Remont kawałka w najgorszym stanie jeszcze w tym roku obiecywała spółdzielnia "Ursynów". Długo wyczekiwana chwila nadeszła pod koniec września. Na drodze pojawili się drogowcy z ciężkim sprzętem i rozpoczęli naprawianie zniszczonej nawierzchni. Remont już się skończył, ale efekty w żaden sposób nie zachwycają mieszkańców.
- Co to ma być za ulica?! Zaraz obok pięknie wybrukowali chodnik, a tutaj? Kto to widział takie łaty? To ma być remont? Na wsiach są ładniejsze ulice. Najgorsza droga, jaka może być, i chyba jedyna taka. Nigdzie indziej czegoś takiego nie widziałam - oburza się pani Anna.

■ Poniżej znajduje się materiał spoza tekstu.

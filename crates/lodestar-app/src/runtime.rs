//! Post-mount event loop.
//!
//! Races user input against a status refresh timer, feeds keys to the
//! [`crate::App`], executes the resulting [`AppAction`]s against the server
//! session and re-renders through the mounted root.

use std::time::Duration;

use thiserror::Error;
use tokio::time::MissedTickBehavior;
use tracing::{debug, info, warn};

use crate::{
    action::AppAction,
    driver::Driver,
    entry::Mounted,
    host::RenderRoot,
    session::Session,
};

type BoxError = Box<dyn std::error::Error + Send + Sync>;

/// Runtime loop failure.
#[derive(Debug, Error)]
pub enum RuntimeError {
    /// Input backend failed.
    #[error("input driver failed: {0}")]
    Driver(#[source] BoxError),

    /// Rendering failed.
    #[error("render failed: {0}")]
    Render(#[source] BoxError),
}

/// Event loop over a mounted application.
#[derive(Debug)]
pub struct Runtime<D, R> {
    driver: D,
    mounted: Mounted<R>,
    refresh: Duration,
}

impl<D, R> Runtime<D, R>
where
    D: Driver,
    R: RenderRoot,
{
    /// Shortest accepted refresh interval.
    pub const MIN_REFRESH: Duration = Duration::from_millis(1);

    /// Runtime refreshing the server status every `refresh`.
    ///
    /// Intervals shorter than [`Runtime::MIN_REFRESH`] are raised to it.
    pub fn new(driver: D, mounted: Mounted<R>, refresh: Duration) -> Self {
        if refresh < Self::MIN_REFRESH {
            debug!(refresh_ms = refresh.as_millis() as u64, "refresh interval raised to minimum");
        }
        Self { driver, mounted, refresh: refresh.max(Self::MIN_REFRESH) }
    }

    /// Run until the user quits or input ends. Returns the mounted tree.
    pub async fn run(mut self) -> Result<Mounted<R>, RuntimeError> {
        let mut ticker = tokio::time::interval(self.refresh);
        ticker.set_missed_tick_behavior(MissedTickBehavior::Delay);

        loop {
            // The first tick fires immediately, so status is fetched before
            // any input is processed.
            let actions = tokio::select! {
                biased;

                _ = ticker.tick() => vec![AppAction::RequestStatus, AppAction::Render],
                key = self.driver.next_key() => match key {
                    Ok(Some(key)) => self.mounted.app.handle_key(key),
                    Ok(None) => {
                        debug!("input closed");
                        break;
                    },
                    Err(e) => return Err(RuntimeError::Driver(Box::new(e))),
                },
            };

            if self.execute(actions).await? {
                break;
            }
        }

        if let Some(session) = self.mounted.capabilities.remove::<Session>()
            && let Err(e) = session.goodbye("launcher closed").await
        {
            warn!(error = %e, "failed to close server session");
        }

        info!("runtime stopped");
        Ok(self.mounted)
    }

    /// Execute actions; returns `true` when the loop should stop.
    async fn execute(&mut self, actions: Vec<AppAction>) -> Result<bool, RuntimeError> {
        for action in actions {
            match action {
                AppAction::Quit => return Ok(true),
                AppAction::Render => {
                    self.mounted
                        .root
                        .render(&self.mounted.app)
                        .map_err(|e| RuntimeError::Render(Box::new(e)))?;
                },
                AppAction::RequestStatus => {
                    let Some(session) = self.mounted.capabilities.get_mut::<Session>() else {
                        self.mounted.app.set_notice("not connected to a server");
                        continue;
                    };
                    match session.status().await {
                        Ok(status) => self.mounted.app.apply_status(status),
                        Err(e) => {
                            warn!(error = %e, "status request failed");
                            self.mounted.app.set_notice(format!("status failed: {e}"));
                        },
                    }
                },
                AppAction::Ping => {
                    let Some(session) = self.mounted.capabilities.get_mut::<Session>() else {
                        self.mounted.app.set_notice("not connected to a server");
                        continue;
                    };
                    match session.ping().await {
                        Ok(latency) => self.mounted.app.apply_latency(latency),
                        Err(e) => {
                            warn!(error = %e, "ping failed");
                            self.mounted.app.set_notice(format!("ping failed: {e}"));
                        },
                    }
                },
            }
        }
        Ok(false)
    }
}
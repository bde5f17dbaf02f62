//! Terminal UI for Lodestar
//!
//! A thin shell over [`lodestar_app`] that provides terminal-specific I/O:
//! a ratatui [`TerminalHost`] exposing the `"app"` anchor, a crossterm
//! [`TerminalDriver`] feeding keys to the runtime, and the [`ui::draw`]
//! layout. All orchestration lives in [`lodestar_app::Entry`] and
//! [`lodestar_app::Runtime`].

pub mod input;
pub mod terminal;
pub mod ui;

pub use input::map_key;
pub use terminal::{TerminalDriver, TerminalError, TerminalHost, TerminalRoot};
//! Application layer for the Lodestar launcher
//!
//! Everything the UI process needs between "process started" and "user is
//! typing", independent of any particular rendering surface.
//!
//! # Components
//!
//! - [`Entry`]: awaits runtime initialization, then mounts the application
//!   into the host's anchor exactly once
//! - [`Host`] / [`RenderRoot`]: the rendering surface the entry point mounts
//!   into, implemented by each frontend
//! - [`Session`]: client side of the connection to the server process
//! - [`steps`]: setup steps that spawn and connect to the server
//! - [`App`]: root application component state
//! - [`Runtime`]: post-mount event loop over a [`Driver`]

mod action;
mod app;
pub mod commands;
mod driver;
mod entry;
mod host;
mod input;
mod runtime;
mod session;
pub mod steps;

pub use action::AppAction;
pub use app::{App, ServerInfo};
pub use driver::Driver;
pub use entry::{Entry, EntryError, Mounted};
pub use host::{ANCHOR_ID, Anchor, Host, RenderRoot};
pub use input::{InputEvent, KeyInput, TextInput};
pub use runtime::{Runtime, RuntimeError};
pub use session::{Session, SessionError};
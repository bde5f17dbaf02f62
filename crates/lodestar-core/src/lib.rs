//! Lodestar runtime core
//!
//! Bootstrap and readiness coordination shared by the Lodestar UI and server
//! processes. Nothing in this crate renders or opens sockets; it sequences
//! work that must happen before the UI is allowed to mount.
//!
//! # Components
//!
//! - [`delay`]: suspend-for-duration primitive used by every polling loop
//! - [`mod@env`]: environment abstraction (time, sleep, randomness)
//! - [`backoff`]: retry delay policy with optional jitter
//! - [`poll`]: "check, wait, check again" loops built on the delay primitive
//! - [`readiness`]: the `Uninitialized → Initializing → Ready | Failed` state
//!   machine and the gate consumers wait on
//! - [`init`]: the one-shot runtime initializer and its setup steps
//! - [`error`]: error types for the above

pub mod backoff;
pub mod delay;
pub mod env;
pub mod error;
pub mod init;
pub mod poll;
pub mod readiness;

pub use backoff::{Backoff, Jitter};
pub use delay::{sleep, sleep_ms};
pub use env::{Environment, SystemEnv};
pub use error::{InitError, ReadinessError, StepError};
pub use init::{Capabilities, InitConfig, RuntimeInitializer, SetupStep};
pub use poll::{PollConfig, PollError, poll_until};
pub use readiness::{Readiness, ReadinessGate, ReadinessState, ReadinessTracker};
//! Lodestar launcher binary.
//!
//! Brings up the runtime (optionally spawning the server), mounts the
//! application into the terminal once the runtime is ready, and runs the
//! event loop until the user quits.

use std::{
    fs::OpenOptions,
    net::SocketAddr,
    path::{Path, PathBuf},
    process::ExitCode,
    sync::Mutex,
    time::Duration,
};

use clap::Parser;
use lodestar_app::{
    App, Entry, EntryError, Mounted, Runtime, RuntimeError, ServerInfo,
    steps::{ConnectServer, InstallShims, ServerProcess, SpawnServer},
};
use lodestar_core::{InitConfig, PollConfig, RuntimeInitializer};
use lodestar_tui::{TerminalDriver, TerminalError, TerminalHost};
use thiserror::Error;
use tracing::{error, info, warn};
use tracing_subscriber::{EnvFilter, fmt, prelude::*};

const CLIENT_NAME: &str = "lodestar-tui";

/// Lodestar terminal launcher.
#[derive(Debug, Parser)]
#[command(name = "lodestar", version, about)]
struct Args {
    /// Server address to connect to.
    #[arg(long, default_value = "127.0.0.1:5012")]
    server: SocketAddr,

    /// Spawn this server binary before connecting.
    #[arg(long, value_name = "PATH")]
    spawn_server: Option<PathBuf>,

    /// Connection attempts before giving up.
    #[arg(long, default_value_t = 20)]
    connect_attempts: u32,

    /// Fail a setup step that runs longer than this many seconds.
    #[arg(long, value_name = "SECS")]
    step_timeout: Option<u64>,

    /// Status refresh interval in milliseconds.
    #[arg(long, default_value_t = 1000)]
    refresh_ms: u64,

    /// Log file; the terminal itself is used for the UI.
    #[arg(long, default_value = "lodestar.log")]
    log_file: PathBuf,
}

#[derive(Debug, Error)]
enum LaunchError {
    #[error(transparent)]
    Terminal(#[from] TerminalError),

    #[error(transparent)]
    Entry(#[from] EntryError),

    #[error(transparent)]
    Runtime(#[from] RuntimeError),
}

fn init_tracing(log_file: &Path) {
    let env_filter = EnvFilter::try_from_default_env()
        .or_else(|_| EnvFilter::try_new("info"))
        .unwrap_or_else(|_| EnvFilter::new("warn"));

    match OpenOptions::new().create(true).append(true).open(log_file) {
        Ok(file) => {
            tracing_subscriber::registry()
                .with(fmt::layer().with_ansi(false).with_writer(Mutex::new(file)))
                .with(env_filter)
                .init();
            info!(path = %log_file.display(), "logging initialized");
        },
        // No logs rather than log lines drawn over the UI.
        Err(_) => tracing_subscriber::registry().with(env_filter).init(),
    }
}

fn initializer(args: &Args) -> RuntimeInitializer {
    let config = InitConfig { step_timeout: args.step_timeout.map(Duration::from_secs) };
    let mut initializer = RuntimeInitializer::new(config).step(InstallShims::new(CLIENT_NAME));

    if let Some(program) = &args.spawn_server {
        let bind = vec!["--bind".to_string(), args.server.to_string()];
        initializer = initializer.step(SpawnServer::new(program.clone(), bind));
    }

    let poll = PollConfig { max_attempts: Some(args.connect_attempts), ..PollConfig::default() };
    initializer.step(ConnectServer::new(args.server, poll, CLIENT_NAME))
}

#[tokio::main]
async fn main() -> ExitCode {
    let args = Args::parse();
    init_tracing(&args.log_file);

    match run(args).await {
        Ok(()) => ExitCode::SUCCESS,
        Err(e) => {
            error!(error = %e, "launcher exited with error");
            ExitCode::FAILURE
        },
    }
}

async fn run(args: Args) -> Result<(), LaunchError> {
    let initializer = initializer(&args);
    let refresh = Duration::from_millis(args.refresh_ms);

    // The screen stays in cooked mode until the root is created, so Ctrl-C
    // still reaches us while the runtime initializes.
    let entry = Entry::new(TerminalHost::stdout()?, initializer);
    let mounted = tokio::select! {
        mounted = entry.start(|caps| App::new(caps.remove::<ServerInfo>())) => mounted?,
        _ = tokio::signal::ctrl_c() => {
            info!("interrupted during startup");
            return Ok(());
        },
    };

    let Mounted { root, mut capabilities, .. } =
        Runtime::new(TerminalDriver::new(), mounted, refresh).run().await?;
    drop(root);

    if let Some(server) = capabilities.remove::<ServerProcess>() {
        info!(pid = server.pid(), "stopping spawned server");
        if let Err(e) = server.shutdown().await {
            warn!(error = %e, "failed to stop spawned server");
        }
    }

    info!("launcher stopped");
    Ok(())
}
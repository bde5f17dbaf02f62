//! Protocol error types.

use thiserror::Error;

/// Convenience alias for protocol results.
pub type Result<T> = std::result::Result<T, ProtocolError>;

/// Errors produced while encoding, decoding or transporting frames.
#[derive(Debug, Error)]
pub enum ProtocolError {
    /// Header did not start with the Lodestar magic number.
    #[error("invalid magic number: {found:#010x}")]
    BadMagic {
        /// Value found in the magic field.
        found: u32,
    },

    /// Frame was produced by an incompatible protocol revision.
    #[error("unsupported frame version {version}")]
    UnsupportedVersion {
        /// Version byte found in the header.
        version: u8,
    },

    /// Payload length exceeds [`crate::FrameHeader::MAX_PAYLOAD_SIZE`].
    #[error("payload of {size} bytes exceeds limit of {max} bytes")]
    PayloadTooLarge {
        /// Declared or actual payload size.
        size: usize,
        /// Maximum accepted payload size.
        max: usize,
    },

    /// Buffer ended before a complete frame was available.
    #[error("truncated frame: need {needed} bytes, have {available}")]
    Truncated {
        /// Bytes required to finish the frame.
        needed: usize,
        /// Bytes actually available.
        available: usize,
    },

    /// Payload could not be (de)serialized as CBOR.
    #[error("cbor error: {0}")]
    Cbor(String),

    /// Underlying stream failed.
    #[error("i/o error: {0}")]
    Io(#[from] std::io::Error),

    /// Peer closed the stream on a frame boundary.
    #[error("connection closed by peer")]
    ConnectionClosed,
}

Zamiast całkowicie przebudować drogę, jedynie załatano najgłębsze ubytki. A uliczka jak pozostawiała wiele do życzenia, tak pozostawia - niewiele mniej. W remoncie z prawdziwego zdarzenia przeszkadza nietypowy podział własności drogi biegnący centralnie wzdłuż uliczki.
- Nie mogłyby się te spółdzielnie dogadać, aby zrobić porządną drogę? - zastanawia się mieszkanka okolic.
Jak przekonują przedstawiciele spółdzielni "Jary", już dawno próbowali wskórać coś w sprawie uliczki. Z rozmów na temat porządnego remontu na spółkę ze spółdzielnią "Ursynów" nic jednak nie wyszło.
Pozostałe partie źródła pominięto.